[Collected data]

= = = =

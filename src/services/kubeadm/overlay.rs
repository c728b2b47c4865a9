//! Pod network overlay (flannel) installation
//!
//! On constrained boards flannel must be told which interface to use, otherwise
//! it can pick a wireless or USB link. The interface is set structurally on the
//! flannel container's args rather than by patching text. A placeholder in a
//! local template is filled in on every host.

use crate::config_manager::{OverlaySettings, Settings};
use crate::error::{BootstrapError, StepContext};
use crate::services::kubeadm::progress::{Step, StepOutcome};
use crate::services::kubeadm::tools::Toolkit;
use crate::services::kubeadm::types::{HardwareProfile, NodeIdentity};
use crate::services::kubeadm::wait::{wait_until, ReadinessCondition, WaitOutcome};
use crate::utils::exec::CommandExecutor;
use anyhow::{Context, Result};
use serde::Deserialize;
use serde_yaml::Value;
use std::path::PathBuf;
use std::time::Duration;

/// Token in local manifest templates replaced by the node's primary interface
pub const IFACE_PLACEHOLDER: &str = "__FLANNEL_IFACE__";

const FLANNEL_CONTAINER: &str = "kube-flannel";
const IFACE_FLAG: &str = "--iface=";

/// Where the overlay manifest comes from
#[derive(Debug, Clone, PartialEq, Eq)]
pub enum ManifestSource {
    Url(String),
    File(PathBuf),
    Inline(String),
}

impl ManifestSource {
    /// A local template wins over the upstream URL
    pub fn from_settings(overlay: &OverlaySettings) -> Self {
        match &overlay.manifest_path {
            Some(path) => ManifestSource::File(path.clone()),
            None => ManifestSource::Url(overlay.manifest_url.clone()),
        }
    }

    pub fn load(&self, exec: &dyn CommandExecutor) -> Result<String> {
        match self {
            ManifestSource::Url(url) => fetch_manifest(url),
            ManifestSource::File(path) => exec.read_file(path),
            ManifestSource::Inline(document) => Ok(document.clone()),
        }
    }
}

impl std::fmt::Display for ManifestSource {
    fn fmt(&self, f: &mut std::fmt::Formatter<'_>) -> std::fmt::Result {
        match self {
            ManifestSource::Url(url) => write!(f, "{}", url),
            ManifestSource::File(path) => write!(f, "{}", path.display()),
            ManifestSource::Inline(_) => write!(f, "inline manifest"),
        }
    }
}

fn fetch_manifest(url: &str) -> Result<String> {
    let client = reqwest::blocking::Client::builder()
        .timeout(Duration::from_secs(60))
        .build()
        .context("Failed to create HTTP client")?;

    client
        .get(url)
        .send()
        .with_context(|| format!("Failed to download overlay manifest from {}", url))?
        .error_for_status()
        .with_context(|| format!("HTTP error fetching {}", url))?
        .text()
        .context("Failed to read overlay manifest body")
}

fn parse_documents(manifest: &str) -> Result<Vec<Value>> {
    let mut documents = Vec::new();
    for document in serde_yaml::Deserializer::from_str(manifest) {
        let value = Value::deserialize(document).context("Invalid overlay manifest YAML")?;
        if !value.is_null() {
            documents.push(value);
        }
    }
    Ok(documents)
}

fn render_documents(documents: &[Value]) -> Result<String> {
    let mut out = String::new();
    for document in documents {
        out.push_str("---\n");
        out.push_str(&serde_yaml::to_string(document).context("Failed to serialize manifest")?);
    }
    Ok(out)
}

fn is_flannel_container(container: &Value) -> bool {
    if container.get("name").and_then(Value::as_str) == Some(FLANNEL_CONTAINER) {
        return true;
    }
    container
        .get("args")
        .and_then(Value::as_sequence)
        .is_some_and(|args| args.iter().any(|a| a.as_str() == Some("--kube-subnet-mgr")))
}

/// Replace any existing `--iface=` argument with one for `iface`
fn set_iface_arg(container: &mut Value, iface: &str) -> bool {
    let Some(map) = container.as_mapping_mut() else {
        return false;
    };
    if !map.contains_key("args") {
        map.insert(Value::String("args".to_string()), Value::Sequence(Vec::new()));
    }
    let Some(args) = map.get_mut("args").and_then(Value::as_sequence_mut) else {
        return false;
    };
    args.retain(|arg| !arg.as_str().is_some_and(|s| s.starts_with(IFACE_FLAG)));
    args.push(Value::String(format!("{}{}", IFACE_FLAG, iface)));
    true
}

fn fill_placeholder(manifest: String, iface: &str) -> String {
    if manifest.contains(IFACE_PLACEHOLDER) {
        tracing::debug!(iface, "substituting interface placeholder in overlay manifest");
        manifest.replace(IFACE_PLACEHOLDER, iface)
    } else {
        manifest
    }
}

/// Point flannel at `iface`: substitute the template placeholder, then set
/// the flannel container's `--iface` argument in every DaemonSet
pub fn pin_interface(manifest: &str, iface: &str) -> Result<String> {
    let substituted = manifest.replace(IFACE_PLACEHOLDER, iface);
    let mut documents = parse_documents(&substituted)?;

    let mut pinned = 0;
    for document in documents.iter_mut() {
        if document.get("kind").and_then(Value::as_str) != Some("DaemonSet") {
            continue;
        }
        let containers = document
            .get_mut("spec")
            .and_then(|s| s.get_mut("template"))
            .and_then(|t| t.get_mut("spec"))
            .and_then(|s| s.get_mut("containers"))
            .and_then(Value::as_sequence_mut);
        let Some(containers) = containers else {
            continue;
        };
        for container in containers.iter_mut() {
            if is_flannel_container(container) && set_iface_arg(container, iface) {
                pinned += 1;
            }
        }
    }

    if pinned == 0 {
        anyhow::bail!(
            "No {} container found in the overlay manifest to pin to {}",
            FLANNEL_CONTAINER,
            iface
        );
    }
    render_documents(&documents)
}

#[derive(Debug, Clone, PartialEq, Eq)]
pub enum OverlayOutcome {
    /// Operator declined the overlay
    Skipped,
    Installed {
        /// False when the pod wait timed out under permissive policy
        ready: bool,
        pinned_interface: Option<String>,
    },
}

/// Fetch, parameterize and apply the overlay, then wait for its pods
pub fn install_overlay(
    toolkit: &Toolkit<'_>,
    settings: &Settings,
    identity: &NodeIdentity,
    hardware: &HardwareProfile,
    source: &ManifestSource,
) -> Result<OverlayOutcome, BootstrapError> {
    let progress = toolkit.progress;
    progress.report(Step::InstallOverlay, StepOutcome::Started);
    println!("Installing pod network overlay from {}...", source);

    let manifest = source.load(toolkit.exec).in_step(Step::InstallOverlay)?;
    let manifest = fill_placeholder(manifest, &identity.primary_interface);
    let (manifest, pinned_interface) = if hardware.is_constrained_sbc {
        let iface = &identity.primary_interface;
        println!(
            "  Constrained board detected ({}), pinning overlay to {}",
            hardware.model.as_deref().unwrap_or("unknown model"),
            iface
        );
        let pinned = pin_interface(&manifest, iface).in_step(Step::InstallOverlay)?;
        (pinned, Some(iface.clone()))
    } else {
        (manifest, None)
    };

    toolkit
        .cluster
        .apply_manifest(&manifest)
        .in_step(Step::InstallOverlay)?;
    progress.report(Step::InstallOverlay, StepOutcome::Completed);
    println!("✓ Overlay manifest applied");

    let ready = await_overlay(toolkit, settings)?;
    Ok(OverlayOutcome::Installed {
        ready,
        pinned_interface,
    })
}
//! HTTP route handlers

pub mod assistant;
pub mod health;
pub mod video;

= = = =

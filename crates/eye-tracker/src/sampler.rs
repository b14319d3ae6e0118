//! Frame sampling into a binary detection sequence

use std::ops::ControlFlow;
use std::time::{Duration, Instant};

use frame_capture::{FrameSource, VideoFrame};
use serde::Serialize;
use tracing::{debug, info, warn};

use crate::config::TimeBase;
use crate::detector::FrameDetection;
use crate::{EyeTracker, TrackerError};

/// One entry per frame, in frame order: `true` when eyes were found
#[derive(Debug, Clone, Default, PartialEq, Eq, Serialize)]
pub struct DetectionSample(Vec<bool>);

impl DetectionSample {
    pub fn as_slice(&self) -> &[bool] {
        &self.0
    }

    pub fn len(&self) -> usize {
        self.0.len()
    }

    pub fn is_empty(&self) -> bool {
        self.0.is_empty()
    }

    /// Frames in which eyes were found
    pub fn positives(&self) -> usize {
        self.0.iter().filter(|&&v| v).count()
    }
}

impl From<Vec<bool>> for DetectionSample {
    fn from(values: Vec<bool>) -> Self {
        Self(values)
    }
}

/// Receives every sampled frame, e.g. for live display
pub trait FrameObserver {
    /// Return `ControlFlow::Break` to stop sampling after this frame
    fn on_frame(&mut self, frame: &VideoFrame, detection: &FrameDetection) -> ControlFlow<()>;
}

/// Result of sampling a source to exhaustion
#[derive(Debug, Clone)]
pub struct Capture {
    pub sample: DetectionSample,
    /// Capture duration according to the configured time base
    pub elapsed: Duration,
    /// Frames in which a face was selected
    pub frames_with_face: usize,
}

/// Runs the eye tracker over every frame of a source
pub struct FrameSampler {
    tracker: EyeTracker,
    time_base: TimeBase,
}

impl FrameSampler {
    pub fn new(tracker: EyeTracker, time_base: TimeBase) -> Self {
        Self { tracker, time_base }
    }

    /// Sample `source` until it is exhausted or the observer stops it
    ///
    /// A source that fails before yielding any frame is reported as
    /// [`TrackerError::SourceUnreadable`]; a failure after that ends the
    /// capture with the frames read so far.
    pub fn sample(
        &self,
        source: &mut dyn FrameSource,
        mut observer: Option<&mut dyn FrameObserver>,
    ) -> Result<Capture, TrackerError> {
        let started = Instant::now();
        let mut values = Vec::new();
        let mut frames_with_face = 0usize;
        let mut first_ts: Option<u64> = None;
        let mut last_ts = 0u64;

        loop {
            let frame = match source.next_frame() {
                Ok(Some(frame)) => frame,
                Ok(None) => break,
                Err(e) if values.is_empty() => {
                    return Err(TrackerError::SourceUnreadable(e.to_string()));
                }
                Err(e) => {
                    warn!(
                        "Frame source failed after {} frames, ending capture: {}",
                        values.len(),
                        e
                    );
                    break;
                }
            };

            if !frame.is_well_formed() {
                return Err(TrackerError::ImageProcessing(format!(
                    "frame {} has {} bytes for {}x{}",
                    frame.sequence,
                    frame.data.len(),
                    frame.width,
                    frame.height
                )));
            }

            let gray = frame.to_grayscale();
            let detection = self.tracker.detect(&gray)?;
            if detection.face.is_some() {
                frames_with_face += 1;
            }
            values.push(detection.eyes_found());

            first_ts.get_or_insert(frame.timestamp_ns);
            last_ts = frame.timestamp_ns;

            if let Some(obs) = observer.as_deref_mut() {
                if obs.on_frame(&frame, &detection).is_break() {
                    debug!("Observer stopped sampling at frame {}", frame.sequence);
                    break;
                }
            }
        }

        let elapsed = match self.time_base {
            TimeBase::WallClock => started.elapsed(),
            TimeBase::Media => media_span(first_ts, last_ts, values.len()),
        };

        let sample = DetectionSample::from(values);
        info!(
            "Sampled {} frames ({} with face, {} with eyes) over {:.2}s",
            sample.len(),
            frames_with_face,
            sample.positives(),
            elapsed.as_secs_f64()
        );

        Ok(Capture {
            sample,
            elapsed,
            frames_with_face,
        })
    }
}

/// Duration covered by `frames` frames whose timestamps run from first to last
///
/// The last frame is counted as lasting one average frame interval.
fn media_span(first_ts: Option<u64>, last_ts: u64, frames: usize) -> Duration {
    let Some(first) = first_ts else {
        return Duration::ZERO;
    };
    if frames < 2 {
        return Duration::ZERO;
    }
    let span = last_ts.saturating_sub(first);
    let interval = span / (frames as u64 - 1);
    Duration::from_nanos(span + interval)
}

= = = =

## Problem to work on
Repeat exactly the lines above from the one with "let iface = &identity.primary_interface;" up to and including the one with "pub mod video;". No other line belongs in the reply.

## Result below
        let iface = &identity.primary_interface;
        println!(
            "  Constrained board detected ({}), pinning overlay to {}",
            hardware.model.as_deref().unwrap_or("unknown model"),
            iface
        );
        let pinned = pin_interface(&manifest, iface).in_step(Step::InstallOverlay)?;
        (pinned, Some(iface.clone()))
    } else {
        (manifest, None)
    };

    toolkit
        .cluster
        .apply_manifest(&manifest)
        .in_step(Step::InstallOverlay)?;
    progress.report(Step::InstallOverlay, StepOutcome::Completed);
    println!("✓ Overlay manifest applied");

    let ready = await_overlay(toolkit, settings)?;
    Ok(OverlayOutcome::Installed {
        ready,
        pinned_interface,
    })
}
//! HTTP route handlers

pub mod assistant;
pub mod health;
pub mod video;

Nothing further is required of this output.